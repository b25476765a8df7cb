use crate::domain::review::ReviewSubmission;
use crate::WorkflowError;
use serde::{Deserialize, Serialize};
use serde_json::Value;
use std::collections::BTreeMap;

/// Well-known context field names.
pub mod fields {
    /// Partition key of the review
    pub const BOOK_ID: &str = "bookId";
    /// Review author
    pub const REVIEWER: &str = "reviewer";
    /// Review text
    pub const MESSAGE: &str = "message";
    /// Classifier output label
    pub const SENTIMENT: &str = "sentiment";
    /// Allocated reference identifier
    pub const REF_ID: &str = "refId";
}

/// The set of new fields a single step produced. Merging a delta into the
/// context is the only way a step affects later steps.
#[derive(Debug, Clone, Default, PartialEq)]
pub struct StepDelta {
    fields: BTreeMap<String, Value>,
}

impl StepDelta {
    /// An empty delta (for steps whose effect is external only).
    pub fn new() -> Self {
        Self::default()
    }

    /// Add a produced field to the delta.
    pub fn set(mut self, name: impl Into<String>, value: Value) -> Self {
        self.fields.insert(name.into(), value);
        self
    }

    /// True if the step produced no fields.
    pub fn is_empty(&self) -> bool {
        self.fields.is_empty()
    }

    /// Iterate the produced fields.
    pub fn iter(&self) -> impl Iterator<Item = (&str, &Value)> {
        self.fields.iter().map(|(k, v)| (k.as_str(), v))
    }

    fn into_fields(self) -> BTreeMap<String, Value> {
        self.fields
    }
}

/// Per-run document threading data between steps.
///
/// Seeded from the accepted submission and append-only from then on: once a
/// step writes a field, later steps may read it but never overwrite it. Owned
/// exclusively by the single in-flight run and dropped at terminal state.
#[derive(Debug, Clone, PartialEq, Serialize, Deserialize)]
pub struct ExecutionContext {
    fields: BTreeMap<String, Value>,
}

impl ExecutionContext {
    /// Create a context seeded with the submission's fields.
    pub fn seeded_from(submission: &ReviewSubmission) -> Self {
        let mut fields = BTreeMap::new();
        fields.insert(
            fields::BOOK_ID.to_string(),
            Value::String(submission.book_id().to_string()),
        );
        fields.insert(
            fields::REVIEWER.to_string(),
            Value::String(submission.reviewer().to_string()),
        );
        fields.insert(
            fields::MESSAGE.to_string(),
            Value::String(submission.message().to_string()),
        );
        Self { fields }
    }

    /// Look up a field by name.
    pub fn get(&self, name: &str) -> Option<&Value> {
        self.fields.get(name)
    }

    /// True if the field has been written.
    pub fn contains(&self, name: &str) -> bool {
        self.fields.contains_key(name)
    }

    /// Look up a field, failing with [`WorkflowError::MissingField`] on
    /// behalf of the named step if it is absent.
    pub fn require(&self, step: &str, field: &str) -> Result<&Value, WorkflowError> {
        self.fields
            .get(field)
            .ok_or_else(|| WorkflowError::MissingField {
                step: step.to_string(),
                field: field.to_string(),
            })
    }

    /// As [`ExecutionContext::require`], additionally requiring the value to
    /// be a string.
    pub fn require_str(&self, step: &str, field: &str) -> Result<&str, WorkflowError> {
        self.require(step, field)?.as_str().ok_or_else(|| {
            WorkflowError::Definition(format!(
                "step {}: field `{}` is not a string",
                step, field
            ))
        })
    }

    /// Merge a step's delta. Rejects any field an earlier step already wrote.
    pub fn merge(&mut self, step: &str, delta: StepDelta) -> Result<(), WorkflowError> {
        let incoming = delta.into_fields();

        for name in incoming.keys() {
            if self.fields.contains_key(name) {
                return Err(WorkflowError::FieldOverwrite {
                    step: step.to_string(),
                    field: name.clone(),
                });
            }
        }

        self.fields.extend(incoming);
        Ok(())
    }

    /// Names of all fields written so far.
    pub fn field_names(&self) -> impl Iterator<Item = &str> {
        self.fields.keys().map(|k| k.as_str())
    }
}
//! The concrete steps of the review-intake workflow.
//!
//! Each step implements [`crate::Step`], declares the context fields it reads
//! and produces, and talks to at most one injected collaborator.

mod detect_sentiment;
mod generate_ref_id;
mod notify_negative;
mod persist_review;

pub use detect_sentiment::DetectSentiment;
pub use generate_ref_id::GenerateRefId;
pub use notify_negative::{NotifyNegativeReview, ALERT_SUBJECT};
pub use persist_review::PersistReview;
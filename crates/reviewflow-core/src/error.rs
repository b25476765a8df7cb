use std::time::Duration;
use thiserror::Error;

/// Failure taxonomy for a workflow run.
///
/// Every variant that originates inside a step carries the step name so the
/// caller can decide whether resubmission is safe. The engine performs no
/// internal retries; idempotent step design makes resubmission safe for the
/// persistence path and tolerable for notification.
#[derive(Error, Debug, Clone, PartialEq, Eq)]
pub enum WorkflowError {
    /// Malformed or incomplete submission, rejected before any step runs
    #[error("invalid submission: {0}")]
    Validation(String),

    /// A step's declared input field is absent from the execution context.
    /// Indicates a workflow-definition bug and is fatal to the run.
    #[error("step {step}: required field `{field}` is absent from the context")]
    MissingField {
        /// Step that declared the field
        step: String,
        /// The absent field name
        field: String,
    },

    /// A step's delta tried to rewrite a field an earlier step already wrote.
    /// Same definition-bug class as [`WorkflowError::MissingField`].
    #[error("step {step}: attempted to overwrite field `{field}`")]
    FieldOverwrite {
        /// Step whose delta collided
        step: String,
        /// The field that already existed
        field: String,
    },

    /// An external-effect step's collaborator failed or was unreachable
    #[error("step {step}: dependency unavailable: {reason}")]
    DependencyUnavailable {
        /// Step whose collaborator failed
        step: String,
        /// Collaborator-reported reason
        reason: String,
    },

    /// Persistence key collision with a differing payload
    #[error("review ({book_id}, {ref_id}) already persisted with a different payload")]
    ConflictWrite {
        /// Partition key of the colliding record
        book_id: String,
        /// Sort key of the colliding record
        ref_id: String,
    },

    /// The run exceeded its time budget and was aborted
    #[error("run exceeded its time budget of {budget:?}")]
    Timeout {
        /// The configured budget that expired
        budget: Duration,
    },

    /// Invalid workflow definition (bad graph shape, unknown step type)
    #[error("invalid workflow definition: {0}")]
    Definition(String),

    /// Illegal run state transition
    #[error("illegal run transition: {0}")]
    RunState(String),

    /// Serialization error
    #[error("serialization error: {0}")]
    Serialization(String),
}

impl WorkflowError {
    /// The name of the step this failure originated in, if any.
    pub fn step(&self) -> Option<&str> {
        match self {
            WorkflowError::MissingField { step, .. }
            | WorkflowError::FieldOverwrite { step, .. }
            | WorkflowError::DependencyUnavailable { step, .. } => Some(step),
            _ => None,
        }
    }
}

impl From<serde_json::Error> for WorkflowError {
    fn from(err: serde_json::Error) -> Self {
        WorkflowError::Serialization(err.to_string())
    }
}

#[cfg(test)]
mod tests {
    use super::*;

    #[test]
    fn test_error_display() {
        let errors = vec![
            (
                WorkflowError::Validation("bookId must be non-empty".to_string()),
                "invalid submission: bookId must be non-empty",
            ),
            (
                WorkflowError::MissingField {
                    step: "detect_sentiment".to_string(),
                    field: "message".to_string(),
                },
                "step detect_sentiment: required field `message` is absent from the context",
            ),
            (
                WorkflowError::FieldOverwrite {
                    step: "generate_ref_id".to_string(),
                    field: "refId".to_string(),
                },
                "step generate_ref_id: attempted to overwrite field `refId`",
            ),
            (
                WorkflowError::DependencyUnavailable {
                    step: "detect_sentiment".to_string(),
                    reason: "classifier offline".to_string(),
                },
                "step detect_sentiment: dependency unavailable: classifier offline",
            ),
            (
                WorkflowError::ConflictWrite {
                    book_id: "B1".to_string(),
                    ref_id: "r#abc".to_string(),
                },
                "review (B1, r#abc) already persisted with a different payload",
            ),
            (
                WorkflowError::Definition("duplicate node id: persist_review".to_string()),
                "invalid workflow definition: duplicate node id: persist_review",
            ),
        ];

        for (error, expected_msg) in errors {
            assert_eq!(error.to_string(), expected_msg);
        }
    }

    #[test]
    fn test_timeout_display_mentions_budget() {
        let error = WorkflowError::Timeout {
            budget: Duration::from_secs(300),
        };
        assert!(error.to_string().contains("300"));
    }

    #[test]
    fn test_originating_step() {
        let error = WorkflowError::DependencyUnavailable {
            step: "persist_review".to_string(),
            reason: "sink offline".to_string(),
        };
        assert_eq!(error.step(), Some("persist_review"));

        let error = WorkflowError::Validation("empty".to_string());
        assert_eq!(error.step(), None);
    }

    #[test]
    fn test_from_serde_json_error() {
        let json_error = serde_json::from_str::<serde_json::Value>("not json").unwrap_err();
        let error: WorkflowError = json_error.into();

        match error {
            WorkflowError::Serialization(msg) => assert!(msg.contains("expected value")),
            _ => panic!("Expected Serialization variant"),
        }
    }
}
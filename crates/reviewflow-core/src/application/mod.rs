//! Application services.

/// Workflow interpreter and step registry
pub mod orchestrator;
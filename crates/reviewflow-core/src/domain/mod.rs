//! Domain layer: review data model, execution context, workflow definition,
//! run aggregate, and collaborator contracts.

/// Execution context threaded between steps
pub mod context;

/// Workflow definition graph
pub mod definition;

/// Collaborator (port) traits
pub mod ports;

/// Review submission, sentiment, and record types
pub mod review;

/// Per-run aggregate and state machine
pub mod run;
____________
» **EXERCISE**:
Reproduce, unchanged, the line containing "and step registry" and each line after it through the end of the listing above, and nothing else.

» **RESULT FOR THIS TASK**:
/// Workflow interpreter and step registry
pub mod orchestrator;
filename crates/reviewflow-core/src/domain/mod.rs
//! Domain layer: review data model, execution context, workflow definition,
//! run aggregate, and collaborator contracts.

/// Execution context threaded between steps
pub mod context;

/// Workflow definition graph
pub mod definition;

/// Collaborator (port) traits
pub mod ports;

/// Review submission, sentiment, and record types
pub mod review;

/// Per-run aggregate and state machine
pub mod run;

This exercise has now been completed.